No es infrecuente levantar los ojos del texto, incluso del suelo, pero no siempre para volar, sino para aproximarnos más a la tierra de lo que somos y vivimos. Leemos repasando, reviviendo, añorando. Y lo hacemos de otro modo, gracias al libro que nos desplaza de los planteamientos habituales, de los circuitos rutinarios, del aburrimiento tan lleno de ocupaciones. Sentimos que nos sucede muy singularmente, a nosotros, que es personal e intransferible. Y, en efecto, es así. Pero también nos acompaña, en esa soledad radical de la noche, la vida de los otros, que sienten, que sufren y que gozan. La propia postura, reclinados, echados como en un cierto Symposium, invita al banquete de la amistad, a un convivium con quienes a nuestro modo sentimos cerca.

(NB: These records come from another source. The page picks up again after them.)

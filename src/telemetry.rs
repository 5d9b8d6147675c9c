//! src/telemetry.rs
use opentelemetry::trace::TracerProvider as _;
use opentelemetry_sdk::trace::SdkTracerProvider;
use tracing_subscriber::prelude::*;

/// Installs the global subscriber. With `otlp` set, spans are also exported
/// over OTLP/gRPC and the returned provider must be shut down before exit
/// to flush them.
pub fn init_tracing(
    service_name: &'static str,
    otlp: bool,
) -> anyhow::Result<Option<SdkTracerProvider>> {
    let fmt_layer = tracing_subscriber::fmt::layer()
        .pretty()
        .with_file(true)
        .with_line_number(true)
        .with_thread_ids(true)
        .with_target(false);

    if !otlp {
        tracing_subscriber::registry()
            .with(tracing_subscriber::EnvFilter::from_default_env())
            .with(fmt_layer)
            .try_init()?;
        return Ok(None);
    }

    let tracer_provider = SdkTracerProvider::builder()
        .with_resource(
            opentelemetry_sdk::Resource::builder()
                .with_service_name(service_name)
                .build(),
        )
        .with_batch_exporter(
            opentelemetry_otlp::SpanExporter::builder()
                .with_tonic()
                .build()?,
        )
        .build();
    opentelemetry::global::set_tracer_provider(tracer_provider.clone());
    let tracer = tracer_provider.tracer(service_name);

    tracing_subscriber::registry()
        .with(tracing_subscriber::EnvFilter::from_default_env())
        .with(fmt_layer)
        .with(tracing_opentelemetry::layer().with_tracer(tracer))
        .try_init()?;

    Ok(Some(tracer_provider))
}
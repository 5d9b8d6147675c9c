//! src/main.rs
use anyhow::Context;
use clap::{Parser, Subcommand};
use mini_mapreduce::configuration::{Settings, get_configuration};
use mini_mapreduce::counts::WordCounts;
use mini_mapreduce::driver::Driver;
use mini_mapreduce::reference::ObjectRef;
use mini_mapreduce::startup::{Application, build_store};
use mini_mapreduce::storage::ObjectStore;
use mini_mapreduce::telemetry::init_tracing;
use mini_mapreduce::verify::verify;
use std::net::SocketAddr;

#[derive(Parser, Debug)]
#[command(about = "Distributed word count over an object store")]
struct Cli {
    #[command(subcommand)]
    command: Command,
}

#[derive(Subcommand, Debug)]
enum Command {
    /// Serve the split, map and reduce stages over RPC.
    Serve,
    /// Run one job against a running service and print its report.
    Run {
        /// Source object, e.g. s3://bucket/book.txt
        #[arg(short, long)]
        source: String,
        #[arg(short, long, default_value_t = 3)]
        chunks: i64,
        /// Service address; defaults to the configured rpc host and port.
        #[arg(short, long)]
        address: Option<SocketAddr>,
        /// Recount the source locally and compare it with the result.
        #[arg(long)]
        verify: bool,
    },
}

#[tokio::main]
async fn main() -> anyhow::Result<()> {
    let cli = Cli::parse();
    let configuration = get_configuration().context("Failed to read configuration.")?;
    let tracer_provider = init_tracing("mini-mapreduce", configuration.telemetry.otlp)?;

    let outcome = match cli.command {
        Command::Serve => serve(configuration).await,
        Command::Run {
            source,
            chunks,
            address,
            verify,
        } => run(configuration, &source, chunks, address, verify).await,
    };

    if let Some(provider) = tracer_provider {
        provider.shutdown().ok();
    }
    outcome
}

async fn serve(configuration: Settings) -> anyhow::Result<()> {
    let application = Application::build(configuration).await?;
    tokio::signal::ctrl_c()
        .await
        .context("Failed to listen for ctrl-c")?;
    application.shutdown().await
}

async fn run(
    configuration: Settings,
    source: &str,
    chunks: i64,
    address: Option<SocketAddr>,
    check: bool,
) -> anyhow::Result<()> {
    let address = match address {
        Some(address) => address,
        None => configuration.rpc.address()?,
    };
    let driver = Driver::connect(address, configuration.pipeline.request_timeout()).await?;
    let report = driver.run(source, chunks).await?;
    println!("{}", serde_json::to_string_pretty(&report)?);

    if check {
        let store = build_store(&configuration);
        let source_ref = ObjectRef::parse(source)?;
        let result_ref = ObjectRef::parse(&report.result_ref)?;
        let text = store.get(source_ref.bucket(), source_ref.key()).await?;
        let result = store.get(result_ref.bucket(), result_ref.key()).await?;
        let result = WordCounts::from_json(&result).context("Result is not a word count mapping")?;
        let verification = verify(&String::from_utf8_lossy(&text), &result);
        println!("{}", serde_json::to_string_pretty(&verification)?);
        if !verification.is_consistent() {
            anyhow::bail!("Result counts words the source does not contain");
        }
        if !verification.is_exact() {
            tracing::warn!(
                missing = verification.missing.total(),
                "Words crossing chunk boundaries were dropped"
            );
        }
    }
    Ok(())
}
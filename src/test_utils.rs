//! src/test_utils.rs
use crate::storage::{InMemoryStorage, ObjectStore, StoreError};
use std::sync::atomic::{AtomicUsize, Ordering};

/// Wraps an [`InMemoryStorage`] and fails every `put` after the first
/// `successful_puts`.
#[derive(Debug)]
pub struct FlakyStorage {
    inner: InMemoryStorage,
    successful_puts: usize,
    puts: AtomicUsize,
}

impl FlakyStorage {
    pub fn failing_after(inner: InMemoryStorage, successful_puts: usize) -> Self {
        Self {
            inner,
            successful_puts,
            puts: AtomicUsize::new(0),
        }
    }
}

#[async_trait::async_trait]
impl ObjectStore for FlakyStorage {
    async fn get(&self, bucket: &str, key: &str) -> Result<Vec<u8>, StoreError> {
        self.inner.get(bucket, key).await
    }

    async fn put(&self, bucket: &str, key: &str, data: &[u8]) -> Result<(), StoreError> {
        if self.puts.fetch_add(1, Ordering::SeqCst) >= self.successful_puts {
            return Err(anyhow::anyhow!("Injected put failure for {bucket}/{key}").into());
        }
        self.inner.put(bucket, key, data).await
    }
}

Siempre hay alguna noche que nos convoca a abrir un libro, que a su vez parece dormir en cierta penumbra esperando ser alcanzado por nuestra mirada. Los objetos, como las letras, sílabas y palabras, los hechos, como las frases, se perfilan con una nitidez distinta. Luz de luna, decimos. Y, así, tenue, sin excesos, sentimos el alivio y la placidez de lo que parece abrigar, hasta acunar un sueño por venir. Y no es infrecuente leer desde la noche de las noches, que nos sabe como mortales, y atisbar una despedida mayor que la de un desfallecimiento. Eso otorga un alcance a cada instante, que se ofrece con una plenitud extraordinaria. Y hemos de reponernos y de sobreponernos para recuperar la sencillez indispensable para leer. Es hora de entregarnos. Ya no hay excusas. Estamos a solas. Nada nos perturba. Salvo todo, que cobra una presencia radical y que se ofrece sin miramientos, y que nos sitúa ante lo que somos y lo que no somos. Y quizá necesitemos alivio, el del placer de la lectura, el de historias extraordinarias, más o menos entrañables. Y que alguien nos cuente algo antes de dormir. Y que lo haga, si es posible, con afecto. Y sea o no un relato o una narración, que ofrezca sentimiento o pasión. Incluso en estas condiciones de noche disfrutaríamos de algo o de alguien que nos despierte ilusión. Un verso, un poema, una reflexión pueden resultar una aventura. Hay muchas maneras de vivir noches inolvidables.

Leer de noche tiene en algún sentido algo de redundante. Quizá porque la propia noche forma parte del día, y siempre la lectura exige que no todo sea luminoso. Sobre el fondo blanco del texto brillan oscuras las letras como estrellas de un cielo invertido.